What comes next? The majority of people, Ottawa says, will be vaxed by September. Lockdowns will be lifted once case numbers start to decline (seems to be happening already in Ontario and across the US). Service industries will open again. Workplaces will resume. WFH will be under pressure. Half of economists say many people will be expected back at their places of employment by this autumn. Another 25% say it will be in the first three months of 2022. But it will happen. Concurrent with this will be more spending, more consumption, commuting, travel, child care costs, GDP growth and price inflation. As the cost of living creeps back to 2%, for example (it was 1% at the end of 2020), you can be sure the bond market will have pushed yields up in advance. And it’s here that fixed-rate mortgage costs are set.

How about Biden?

Big news, with (probably) a big impact. There will soon be a $2 trillion Covid stimulus plan coming out of Washington now that the Dems control the White House and all of Congress. In fact, expect a lot more spending than would have been the case during a second Trump tenure. Plus an accelerated agenda for vaxing the nation – 100 million people in the first hundred days. That will help economic recovery and, yeah, fuel inflation with all that new stimulus.

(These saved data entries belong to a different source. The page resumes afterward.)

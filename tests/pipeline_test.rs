//! End-to-end runs over files in a temporary directory

mod utils;

use visit_matcher::pipeline::DEFAULT_FIELD_STRENGTHS;
use visit_matcher::utils::io::{read_table, write_table};
use visit_matcher::{Error, MatcherConfig, PipelineConfig, TableFormat, run_loss_rates, run_merge};

use utils::{TableBuilder, cells, column_values, rid7_clinical, rid7_imaging, write_file, ymd};

fn config_for(dir: &std::path::Path, datasets: &[&str]) -> PipelineConfig {
    PipelineConfig {
        data_dir: dir.to_path_buf(),
        output_dir: dir.join("out"),
        run_date: ymd(2023, 8, 28),
        ..PipelineConfig::default()
    }
    .with_datasets(datasets.iter().copied())
}

#[test]
fn test_merge_writes_dated_output() {
    let dir = tempfile::tempdir().unwrap();
    write_file(dir.path(), "df_clinical.csv", &rid7_clinical().to_csv());
    write_file(dir.path(), "df_GM.csv", &rid7_imaging().to_csv());

    let config = config_for(dir.path(), &["GM"]);
    let outputs = run_merge(&config, MatcherConfig::default()).unwrap();

    assert_eq!(outputs.len(), 1);
    let output = &outputs[0];
    assert_eq!(output.dataset, "GM");
    assert_eq!(output.rows, 3);
    assert_eq!(
        output.path,
        dir.path().join("out").join("merged_GM_2023-08-28.csv")
    );
    assert!(output.stats.is_some());

    let written = read_table(&output.path).unwrap();
    assert_eq!(written.num_rows(), 3);
    assert_eq!(column_values(&written, "VISCODE"), cells(&["bl", "m12", ""]));
    assert_eq!(column_values(&written, "AGE"), cells(&["70.1", "71.1", ""]));
    assert_eq!(
        column_values(&written, "SCAN_DATE"),
        cells(&["2020-01-10", "2021-02-01", "2020-05-05"])
    );
}

#[test]
fn test_failed_dataset_writes_nothing() {
    let dir = tempfile::tempdir().unwrap();
    write_file(dir.path(), "df_clinical.csv", &rid7_clinical().to_csv());
    let broken = TableBuilder::new("df_WM.csv", &utils::IMAGING_COLUMNS)
        .row(&["s1", "7", "2020/31/31", "3.0", "FALSE", "S1", "1"]);
    write_file(dir.path(), "df_WM.csv", &broken.to_csv());

    let config = config_for(dir.path(), &["WM"]);
    let err = run_merge(&config, MatcherConfig::default()).unwrap_err();
    assert!(matches!(err, Error::MalformedDate { ref table, .. } if table == "df_WM.csv"));

    let out = dir.path().join("out");
    assert!(!out.join("merged_WM_2023-08-28.csv").exists());
    assert!(!out.join("merged_WM_2023-08-28.csv.partial").exists());
}

#[test]
fn test_missing_input_file() {
    let dir = tempfile::tempdir().unwrap();
    write_file(dir.path(), "df_clinical.csv", &rid7_clinical().to_csv());

    let config = config_for(dir.path(), &["CSF"]);
    let err = run_merge(&config, MatcherConfig::default()).unwrap_err();
    assert!(matches!(err, Error::Io { ref path, .. } if path.ends_with("df_CSF.csv")));
}

#[test]
fn test_parquet_output() {
    let dir = tempfile::tempdir().unwrap();
    write_file(dir.path(), "df_clinical.csv", &rid7_clinical().to_csv());
    write_file(dir.path(), "df_GM.csv", &rid7_imaging().to_csv());

    let config = PipelineConfig {
        output_format: TableFormat::Parquet,
        ..config_for(dir.path(), &["GM"])
    };
    let outputs = run_merge(&config, MatcherConfig::default()).unwrap();
    assert_eq!(outputs[0].path.extension().unwrap(), "parquet");

    let written = read_table(&outputs[0].path).unwrap();
    assert_eq!(column_values(&written, "RID"), cells(&["7", "7", "12"]));
}

#[test]
fn test_parquet_dataset_input() {
    let dir = tempfile::tempdir().unwrap();
    write_file(dir.path(), "df_clinical.csv", &rid7_clinical().to_csv());
    write_table(&rid7_imaging().build(), &dir.path().join("df_GM.parquet")).unwrap();

    let config = PipelineConfig {
        input_format: TableFormat::Parquet,
        ..config_for(dir.path(), &["GM"])
    };
    let outputs = run_merge(&config, MatcherConfig::default()).unwrap();
    assert_eq!(outputs[0].rows, 3);
    assert!(outputs[0].path.ends_with("merged_GM_2023-08-28.csv"));

    let written = read_table(&outputs[0].path).unwrap();
    assert_eq!(column_values(&written, "VISCODE"), cells(&["bl", "m12", ""]));

    // The csv name is not consulted once the input format is parquet
    let missing = PipelineConfig {
        input_format: TableFormat::Parquet,
        ..config_for(dir.path(), &["WM"])
    };
    write_file(dir.path(), "df_WM.csv", &rid7_imaging().to_csv());
    let err = run_merge(&missing, MatcherConfig::default()).unwrap_err();
    assert!(matches!(err, Error::Io { ref path, .. } if path.ends_with("df_WM.parquet")));
}

#[test]
fn test_loss_rate_run_writes_each_strength() {
    let dir = tempfile::tempdir().unwrap();
    write_file(dir.path(), "ADNIMERGE_03Aug2023.csv", &rid7_clinical().to_csv());
    let thick = TableBuilder::new("df_Thick.csv", &["names", "RID", "DATE", "FIELD", "isAvg", "TBI", "L_Cortex"])
        .row(&["a", "7", "2020-01-10", "3.0", "FALSE", "1", "2.50"])
        .row(&["b", "7", "2021-02-01", "3.0", "FALSE", "1", "2.40"])
        .row(&["c", "7", "2021-02-01", "3.0", "TRUE", "1", "2.45"])
        .row(&["d", "9", "2020-03-01", "1.5", "FALSE", "0", "2.70"])
        .row(&["e", "9", "2022-03-01", "1.5", "FALSE", "0", "2.60"]);
    write_file(dir.path(), "df_Thick.csv", &thick.to_csv());

    let config = PipelineConfig {
        clinical_file: "ADNIMERGE_03Aug2023.csv".to_string(),
        ..config_for(dir.path(), &["Thick"])
    };
    let outputs = run_loss_rates(&config, &DEFAULT_FIELD_STRENGTHS).unwrap();
    assert_eq!(outputs.len(), 2);

    let low = &outputs[0];
    assert_eq!(low.field_strength, Some(1.5));
    assert!(low.path.ends_with("average_Thick_loss_1.5_with_timepoints.csv"));
    let table = read_table(&low.path).unwrap();
    assert_eq!(column_values(&table, "RID"), cells(&["9"]));
    assert_eq!(column_values(&table, "timepoint_1_VISCODE"), cells(&[""]));

    let high = &outputs[1];
    assert!(high.path.ends_with("average_Thick_loss_3.0_with_timepoints.csv"));
    let table = read_table(&high.path).unwrap();
    assert_eq!(column_values(&table, "RID"), cells(&["7"]));
    assert_eq!(column_values(&table, "TBI"), cells(&["1"]));
    assert_eq!(column_values(&table, "timepoint_1"), cells(&["2020-01-10"]));
    assert_eq!(column_values(&table, "timepoint_2"), cells(&["2021-02-01"]));
    assert_eq!(column_values(&table, "timepoint_1_VISCODE"), cells(&["bl"]));
    assert_eq!(column_values(&table, "timepoint_2_VISCODE"), cells(&["m12"]));

    let rate: f64 = column_values(&table, "L_Cortex")[0]
        .as_deref()
        .unwrap()
        .parse()
        .unwrap();
    let years = 388.0 / 365.25;
    approx::assert_relative_eq!(rate, 4.0 / years, epsilon = 1e-9);
}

Now, all this is good. Better than the alternative. Normal is a long ways off, but 2021 will surely be beating a wide path in that direction. The last ten months have been a long, dark, depressing anomaly. They were not harbingers. They will not frame the long-term future.

Even the Bank of Canada’s former boss said it a few days ago: “I think there’s going to be a boomlet when we come out of this crisis, later this year.”

So, in conclusion: houses jumped 17% in value across Canada during the 2020 pandemic because mortgages cost 1.5% and people could borrow more while paying less. So they did. They pigged out. FOMO and YOLO ruled the land.

But the virus will soon fade, taking with it the reasons money was cheap and why you got to stay home for a year. How is this not simple, and obvious?

Lock in. Set up a weekly-pay mortgage. Start saving for renewal day. Oh, and get new tires.